# Try it
Here are the records. Write out exactly the lines between the one holding "pub fn from_text(text: &str)" and the one holding "let inserted = Rope::from_str(insertion);", inclusive.

# Exercise material
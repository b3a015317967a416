//! Document text and change notifications.
//!
//! Offsets are character offsets (Unicode scalar values). Every mutation returns a
//! [`DocumentChange`] that indices consume to rebase themselves.

use crate::anchor::OffsetRange;
use ropey::Rope;

/// A single replacement, in document order.
#[derive(Debug, Clone)]
pub struct Replacement {
    /// Start of the replaced range, in the text before this replacement.
    pub offset: usize,
    /// Removed text.
    pub removed: Rope,
    /// Inserted text.
    pub inserted: Rope,
    /// Whole document right after this replacement.
    pub after: Rope,
}

impl Replacement {
    /// Length of the removed text.
    pub fn removed_len(&self) -> usize {
        self.removed.len_chars()
    }

    /// Length of the inserted text.
    pub fn inserted_len(&self) -> usize {
        self.inserted.len_chars()
    }

    /// End of the replaced range, in the text before this replacement.
    pub fn end(&self) -> usize {
        self.offset + self.removed_len()
    }
}

/// Everything that changed during one logical edit.
#[derive(Debug, Clone, Default)]
pub struct DocumentChange {
    /// Replacements, to be applied in order.
    pub replacements: Vec<Replacement>,
    /// Whether the selection changed.
    pub selection_changed: bool,
}

impl DocumentChange {
    /// Whether nothing changed.
    pub fn is_empty(&self) -> bool {
        self.replacements.is_empty() && !self.selection_changed
    }
}

/// Editable text plus selection.
#[derive(Debug, Clone)]
pub struct Document {
    text: Rope,
    selection: Vec<OffsetRange>,
}

impl Default for Document {
    fn default() -> Self {
        Self::new()
    }
}

impl Document {
    /// Create an empty document.
    pub fn new() -> Self {
        Self {
            text: Rope::new(),
            selection: Vec::new(),
        }
    }

    /// Create a document from text.
    pub fn from_text(text: &str) -> Self {
        Self {
            text: Rope::from_str(text),
            selection: Vec::new(),
        }
    }

    /// Current text. Cloning the rope is cheap.
    pub fn text(&self) -> &Rope {
        &self.text
    }

    /// Length in characters.
    pub fn len(&self) -> usize {
        self.text.len_chars()
    }

    /// Whether the document is empty.
    pub fn is_empty(&self) -> bool {
        self.text.len_chars() == 0
    }

    /// Text in `[from, to)`, clamped to the document.
    pub fn content(&self, from: usize, to: usize) -> String {
        let to = to.min(self.len());
        let from = from.min(to);
        self.text.slice(from..to).to_string()
    }

    /// Current selection.
    pub fn selection(&self) -> &[OffsetRange] {
        &self.selection
    }

    /// Replaces `[from, to)` (clamped to the document) with `insertion`.
    pub fn replace(&mut self, from: usize, to: usize, insertion: &str) -> DocumentChange {
        self.apply([(from, to, insertion)])
    }

    /// Applies several replacements as one logical edit. Each replacement is expressed in the
    /// text produced by the previous ones.
    pub fn apply<'a>(
        &mut self,
        edits: impl IntoIterator<Item = (usize, usize, &'a str)>,
    ) -> DocumentChange {
        let mut change = DocumentChange::default();
        for (from, to, insertion) in edits {
            let to = to.min(self.len());
            let from = from.min(to);
            let removed = Rope::from(self.text.slice(from..to));
            let inserted = Rope::from_str(insertion);
            let inserted_len = inserted.len_chars();

            self.text.remove(from..to);
            self.text.insert(from, insertion);

            for range in &mut self.selection {
                let rebased = OffsetRange::new(
                    rebase_offset(range.from, from, to, inserted_len),
                    rebase_offset(range.to, from, to, inserted_len),
                );
                if rebased != *range {
                    *range = rebased;
                    change.selection_changed = true;
                }
            }

            change.replacements.push(Replacement {
                offset: from,
                removed,
                inserted,
                after: self.text.clone(),
            });
        }
        if !change.replacements.is_empty() {
            tracing::trace!(
                replacements = change.replacements.len(),
                len = self.len(),
                "document changed"
            );
        }
        change
    }

    /// Replaces the selection. Ranges are clamped to the document.
    pub fn set_selection(&mut self, ranges: Vec<OffsetRange>) -> DocumentChange {
        let len = self.len();
        self.selection = ranges
            .into_iter()
            .map(|r| OffsetRange::new(r.from.min(len), r.to.min(len)))
            .collect();
        DocumentChange {
            replacements: Vec::new(),
            selection_changed: true,
        }
    }

    /// Replaces the whole content and clears the selection.
    pub fn reset(&mut self, text: &str) -> DocumentChange {
        let had_selection = !self.selection.is_empty();
        self.selection.clear();
        let mut change = self.replace(0, self.len(), text);
        change.selection_changed |= had_selection;
        change
    }
}

/// Maps an offset through a replacement of `[from, to)` with `inserted` characters.
/// Offsets inside the removed range land after the inserted text.
fn rebase_offset(offset: usize, from: usize, to: usize, inserted: usize) -> usize {
    if offset <= from {
        offset
    } else if offset >= to {
        offset - (to - from) + inserted
    } else {
        from + inserted
    }
}
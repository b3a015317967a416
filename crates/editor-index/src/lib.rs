#![warn(missing_docs)]
//! Editor Index - Incremental Indexing Core for Text Editors
//!
//! # Overview
//!
//! `editor-index` keeps derived data about a constantly changing text (geometry, decorations,
//! dirty regions) up to date without rescanning the document on every keystroke. It does not
//! render anything: the host supplies a [`Measurer`] and draws the [`Frame`]s it gets back.
//!
//! # Core Features
//!
//! - **Ordered-monoid tree**: persistent treap with `O(log n)` prefix lookups ([`Tree`])
//! - **Anchored ranges**: range sets rebased by edits in `O(log n + k)` ([`RangeTree`])
//! - **Chunked layout**: offset/point conversion with soft wrapping and hidden ranges
//!   ([`LayoutIndex`])
//! - **Cooperative scheduling**: indexing work runs in small slices ([`Scheduler`], [`Job`])
//!
//! # Architecture Layers
//!
//! ```text
//! ┌─────────────────────────────────────────────┐
//! │  Frames & Decorators                        │  ← Render Data
//! ├─────────────────────────────────────────────┤
//! │  Layout Index (chunked, lazily measured)    │  ← Geometry
//! ├─────────────────────────────────────────────┤
//! │  Measurers (plain, line wrap, word wrap)    │  ← Text Metrics
//! ├─────────────────────────────────────────────┤
//! │  Range Tree / Work Allocator / Schedulers   │  ← Incremental Work
//! ├─────────────────────────────────────────────┤
//! │  Ordered-Monoid Tree                        │  ← Aggregation
//! ├─────────────────────────────────────────────┤
//! │  Document (Rope)                            │  ← Text Storage
//! └─────────────────────────────────────────────┘
//! ```
//!
//! # Quick Start
//!
//! ```rust
//! use editor_index::{CellMeasurer, Document, LayoutIndex, Point, RoundMode, SyncScheduler};
//! use std::rc::Rc;
//!
//! let mut document = Document::from_text("fn main() {\n    println!(\"hi\");\n}\n");
//! let scheduler = Rc::new(SyncScheduler::new());
//! let mut layout =
//!     LayoutIndex::new(Rc::new(CellMeasurer::new()), &document, scheduler.clone()).unwrap();
//! scheduler.run_until_idle(&mut layout);
//!
//! assert_eq!(layout.offset_to_point(16).unwrap(), Point::new(4.0, 1.0));
//! assert_eq!(layout.point_to_offset(Point::new(4.0, 1.0), RoundMode::Floor).unwrap(), 16);
//!
//! let change = document.replace(0, 2, "pub fn");
//! layout.on_document_changed(&change).unwrap();
//! scheduler.run_until_idle(&mut layout);
//! assert_eq!(layout.content_width(), 19.0);
//! assert_eq!(layout.offset_to_point(20).unwrap(), Point::new(4.0, 1.0));
//! ```
//!
//! # Module Description
//!
//! - [`anchor`] - Offsets with an alignment bit
//! - [`monoid`] - Monoid traits aggregated by trees
//! - [`tree`] - Ordered-monoid treap
//! - [`metrics`] - Text metrics monoid and lookup keys
//! - [`range_tree`] - Anchored range sets
//! - [`work_allocator`] - Dirty-region bookkeeping
//! - [`scheduler`] - Cooperative work pumps
//! - [`range_scheduler`] - Chunked processing of a pending range
//! - [`document`] - Text, selection and change notifications
//! - [`measurer`] - Host measurers and chunk text measurers
//! - [`frame`] - Frame contents, decorators and positioned output
//! - [`layout`] - The layout index
//!
//! # Coordinates
//!
//! Offsets count Unicode scalar values. Points returned by [`LayoutIndex`] are in pixels, as
//! defined by the measurer's default width and line height.

pub mod anchor;
pub mod document;
pub mod error;
pub mod frame;
pub mod layout;
pub mod measurer;
pub mod metrics;
pub mod monoid;
pub mod range_scheduler;
pub mod range_tree;
pub mod scheduler;
pub mod tree;
pub mod work_allocator;

pub use anchor::{Align, Anchor, AnchorRange, OffsetRange};
pub use document::{Document, DocumentChange, Replacement};
pub use error::{LayoutError, MeasureError, RangeTreeError};
pub use frame::{
    BackgroundRect, Frame, FrameContent, FrameDecorator, FrameLine, LineDecorations,
    ScrollbarMark, ScrollbarParams, TextRect, TextRun, VisibleRange, join_ranges,
};
pub use layout::{LayoutConfig, LayoutIndex, WrappingMode};
pub use measurer::{
    CellMeasurer, LineWrappingTextMeasurer, Measurer, PlainTextMeasurer, TextMeasurer,
    WordWrappingTextMeasurer, XMap,
};
pub use metrics::{Location, Point, RoundMode, TextLookupKey, TextMetrics};
pub use monoid::{Monoid, OrderedMonoid};
pub use range_scheduler::{RangeProcessor, RangeScheduler};
pub use range_tree::{Handle, RangeEntry, RangeTree};
pub use scheduler::{IdleScheduler, Job, Scheduler, SyncScheduler};
pub use tree::{Cursor, Split, Tree, TreeFactory};
pub use work_allocator::WorkAllocator;
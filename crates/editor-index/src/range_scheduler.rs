//! Chunked (re)processing of a document range.
//!
//! A [`RangeScheduler`] keeps a single pending range: the union of everything that needs
//! processing since it was last drained. Background work processes it front to back in chunks
//! of `chunk_size`; frames process whatever is about to become visible synchronously, so the
//! visible text is never shown stale.

use crate::anchor::OffsetRange;
use crate::document::Document;
use crate::frame::FrameContent;
use crate::scheduler::{Job, Scheduler};
use std::rc::Rc;

/// The processing side of a [`RangeScheduler`], typically an incremental indexer.
pub trait RangeProcessor {
    /// Converts a visible range into the range that must be processed for it, for example
    /// widened to whole lines. `None` means nothing needs processing.
    fn processing_range(&self, visible: OffsetRange) -> Option<OffsetRange>;

    /// Processes `range` and returns the range actually processed, which may be smaller or
    /// larger than requested. It must overlap the start of `range` for processing to make
    /// progress.
    fn process_range(&mut self, range: OffsetRange) -> OffsetRange;

    /// Called after a batch of synchronous processing, when no more is planned.
    fn done_processing(&mut self) {}
}

/// Drives a [`RangeProcessor`] over the parts of a document that need it.
pub struct RangeScheduler<P> {
    scheduler: Rc<dyn Scheduler>,
    processor: P,
    chunk_size: usize,
    range_to_process: Option<OffsetRange>,
}

impl<P: RangeProcessor> RangeScheduler<P> {
    /// Create a scheduler processing at most `chunk_size` characters per background slice.
    pub fn new(scheduler: Rc<dyn Scheduler>, processor: P, chunk_size: usize) -> Self {
        Self {
            scheduler,
            processor,
            chunk_size: chunk_size.max(1),
            range_to_process: None,
        }
    }

    /// The processor.
    pub fn processor(&self) -> &P {
        &self.processor
    }

    /// The processor, mutably.
    pub fn processor_mut(&mut self) -> &mut P {
        &mut self.processor
    }

    /// Characters processed per background slice.
    pub fn chunk_size(&self) -> usize {
        self.chunk_size
    }

    /// Pending range, if any.
    pub fn range_to_process(&self) -> Option<OffsetRange> {
        self.range_to_process
    }

    /// Whether anything is pending.
    pub fn needs_processing(&self) -> bool {
        self.range_to_process.is_some()
    }

    /// Marks the whole document as needing processing.
    pub fn start(&mut self, document: &Document) {
        if let Some(range) = self
            .processor
            .processing_range(OffsetRange::new(0, document.len()))
        {
            self.mark_needs_processing(range);
        }
    }

    /// Cancels background work and forgets the pending range.
    pub fn stop(&mut self) {
        self.scheduler.cancel();
        self.range_to_process = None;
    }

    /// Called before building a frame: processes the pending range right away if it fits in a
    /// single chunk.
    pub fn on_before_frame(&mut self) {
        let Some(pending) = self.range_to_process else {
            return;
        };
        if pending.len() > self.chunk_size {
            return;
        }
        self.process_next_chunk();
        self.processor.done_processing();
    }

    /// Called with the content of a frame being built: processes every visible range if the
    /// pending range intersects the frame.
    pub fn on_frame<S>(&mut self, content: &FrameContent<S>) {
        let Some(pending) = self.range_to_process else {
            return;
        };
        let Some(frame_range) = self.processor.processing_range(content.range) else {
            return;
        };
        if pending.from >= frame_range.to || pending.to <= frame_range.from {
            return;
        }

        let mut processed_something = false;
        for visible in &content.ranges {
            if let Some(range) = self.processor.processing_range(visible.range()) {
                let processed = self.processor.process_range(range);
                self.processed(processed);
                processed_something = true;
            }
        }
        if processed_something {
            tracing::trace!(
                from = frame_range.from,
                to = frame_range.to,
                "processed visible ranges"
            );
            self.processor.done_processing();
        }
    }

    /// Called for every replacement of `[from, to)` with `inserted` characters.
    ///
    /// The pending range is rebased through the edit, and the inserted text is marked as
    /// needing processing.
    pub fn on_replace(&mut self, from: usize, to: usize, inserted: usize) {
        if let Some(pending) = self.range_to_process {
            let rebase = |offset: usize| {
                if offset <= from {
                    offset
                } else if offset >= to {
                    offset - (to - from) + inserted
                } else {
                    from
                }
            };
            self.range_to_process = Some(OffsetRange::new(rebase(pending.from), rebase(pending.to)));
        }
        if let Some(range) = self
            .processor
            .processing_range(OffsetRange::new(from, from + inserted))
        {
            self.mark_needs_processing(range);
        }
    }

    /// Processes the next chunk of the pending range. Returns whether anything is still pending.
    pub fn process_next_chunk(&mut self) -> bool {
        let Some(pending) = self.range_to_process else {
            return false;
        };
        let to = pending.to.min(pending.from + self.chunk_size);
        tracing::trace!(from = pending.from, to, "processing chunk");
        let processed = self
            .processor
            .process_range(OffsetRange::new(pending.from, to));
        self.processed(processed);
        self.range_to_process.is_some()
    }

    fn mark_needs_processing(&mut self, range: OffsetRange) {
        let range = match self.range_to_process {
            Some(pending) => OffsetRange::new(
                range.from.min(pending.from),
                range.to.max(pending.to),
            ),
            None => range,
        };
        self.range_to_process = Some(range);
        self.scheduler.schedule();
    }

    fn processed(&mut self, range: OffsetRange) {
        let Some(pending) = self.range_to_process.as_mut() else {
            return;
        };
        if range.from <= pending.from && range.to >= pending.to {
            self.range_to_process = None;
            self.scheduler.cancel();
            return;
        }
        if range.from <= pending.from && range.to >= pending.from {
            pending.from = range.to;
        } else if range.from <= pending.to && range.to >= pending.to {
            pending.to = range.from;
        }
    }
}

impl<P: RangeProcessor> Job for RangeScheduler<P> {
    fn do_work(&mut self) -> bool {
        self.process_next_chunk()
    }

    fn done_work(&mut self) {
        self.processor.done_processing();
    }
}
//! Ordered-monoid tree.
//!
//! A persistent treap over a sequence of opaque chunks. Every node carries some data `D` and a
//! monoid value `V`; each subtree caches the combined value of its nodes, so prefix values (and
//! therefore lookups by an [`OrderedMonoid`] key) are answered in `O(log n)`.
//!
//! Trees are immutable: [`Tree::split`], [`Tree::split_by`] and [`Tree::merge`] return new trees
//! that share untouched nodes with their inputs, and never invalidate the inputs.
//!
//! Balancing uses random priorities drawn from a seeded PRNG owned by a [`TreeFactory`], so the
//! shape of a tree is reproducible for a given sequence of operations.

use crate::monoid::{Monoid, OrderedMonoid};
use rand::rngs::StdRng;
use rand::{RngCore, SeedableRng};
use std::rc::Rc;

/// Seed used by [`TreeFactory::new`].
pub const DEFAULT_TREE_SEED: u64 = 42;

type Link<D, V> = Option<Rc<Node<D, V>>>;

struct Node<D, V> {
    data: D,
    own: V,
    total: V,
    priority: u32,
    size: usize,
    left: Link<D, V>,
    right: Link<D, V>,
}

impl<D: Clone, V: Monoid> Node<D, V> {
    fn with_children(
        data: D,
        own: V,
        priority: u32,
        left: Link<D, V>,
        right: Link<D, V>,
    ) -> Rc<Self> {
        let mut total = own.clone();
        let mut size = 1;
        if let Some(left) = &left {
            total = left.total.combine(&total);
            size += left.size;
        }
        if let Some(right) = &right {
            total = total.combine(&right.total);
            size += right.size;
        }
        Rc::new(Node {
            data,
            own,
            total,
            priority,
            size,
            left,
            right,
        })
    }

    fn rebuild(&self, left: Link<D, V>, right: Link<D, V>) -> Rc<Self> {
        Self::with_children(
            self.data.clone(),
            self.own.clone(),
            self.priority,
            left,
            right,
        )
    }
}

/// Builds trees, owning the PRNG used for node priorities.
pub struct TreeFactory {
    rng: StdRng,
}

impl TreeFactory {
    /// Factory seeded with [`DEFAULT_TREE_SEED`].
    pub fn new() -> Self {
        Self::with_seed(DEFAULT_TREE_SEED)
    }

    /// Factory with an explicit seed.
    pub fn with_seed(seed: u64) -> Self {
        Self {
            rng: StdRng::seed_from_u64(seed),
        }
    }

    /// Builds a balanced tree from `(data, value)` pairs in `O(n)`.
    pub fn build<D, V, I>(&mut self, items: I) -> Tree<D, V>
    where
        D: Clone,
        V: Monoid,
        I: IntoIterator<Item = (D, V)>,
    {
        let nodes = items
            .into_iter()
            .map(|(data, value)| (data, value, self.rng.next_u32()))
            .collect();
        build_with_priorities(nodes)
    }
}

impl Default for TreeFactory {
    fn default() -> Self {
        Self::new()
    }
}

/// Cartesian-tree construction over nodes with explicit priorities.
fn build_with_priorities<D: Clone, V: Monoid>(nodes: Vec<(D, V, u32)>) -> Tree<D, V> {
    let n = nodes.len();
    if n == 0 {
        return Tree::new();
    }

    let mut left: Vec<Option<usize>> = vec![None; n];
    let mut right: Vec<Option<usize>> = vec![None; n];
    let mut spine: Vec<usize> = Vec::with_capacity(n);
    for i in 0..n {
        let mut last = None;
        while let Some(&top) = spine.last() {
            if nodes[top].2 < nodes[i].2 {
                last = spine.pop();
            } else {
                break;
            }
        }
        left[i] = last;
        if let Some(&top) = spine.last() {
            right[top] = Some(i);
        }
        spine.push(i);
    }

    let root = spine[0];
    let mut slots: Vec<Option<(D, V, u32)>> = nodes.into_iter().map(Some).collect();
    Tree {
        root: fill(root, &left, &right, &mut slots),
    }
}

fn fill<D: Clone, V: Monoid>(
    i: usize,
    left: &[Option<usize>],
    right: &[Option<usize>],
    slots: &mut [Option<(D, V, u32)>],
) -> Link<D, V> {
    let l = left[i].and_then(|j| fill(j, left, right, slots));
    let r = right[i].and_then(|j| fill(j, left, right, slots));
    let (data, value, priority) = slots[i].take()?;
    Some(Node::with_children(data, value, priority, l, r))
}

# Response to the task
    pub fn from_text(text: &str) -> Self {
        Self {
            text: Rope::from_str(text),
            selection: Vec::new(),
        }
    }

    /// Current text. Cloning the rope is cheap.
    pub fn text(&self) -> &Rope {
        &self.text
    }

    /// Length in characters.
    pub fn len(&self) -> usize {
        self.text.len_chars()
    }

    /// Whether the document is empty.
    pub fn is_empty(&self) -> bool {
        self.text.len_chars() == 0
    }

    /// Text in `[from, to)`, clamped to the document.
    pub fn content(&self, from: usize, to: usize) -> String {
        let to = to.min(self.len());
        let from = from.min(to);
        self.text.slice(from..to).to_string()
    }

    /// Current selection.
    pub fn selection(&self) -> &[OffsetRange] {
        &self.selection
    }

    /// Replaces `[from, to)` (clamped to the document) with `insertion`.
    pub fn replace(&mut self, from: usize, to: usize, insertion: &str) -> DocumentChange {
        self.apply([(from, to, insertion)])
    }

    /// Applies several replacements as one logical edit. Each replacement is expressed in the
    /// text produced by the previous ones.
    pub fn apply<'a>(
        &mut self,
        edits: impl IntoIterator<Item = (usize, usize, &'a str)>,
    ) -> DocumentChange {
        let mut change = DocumentChange::default();
        for (from, to, insertion) in edits {
            let to = to.min(self.len());
            let from = from.min(to);
            let removed = Rope::from(self.text.slice(from..to));
            let inserted = Rope::from_str(insertion);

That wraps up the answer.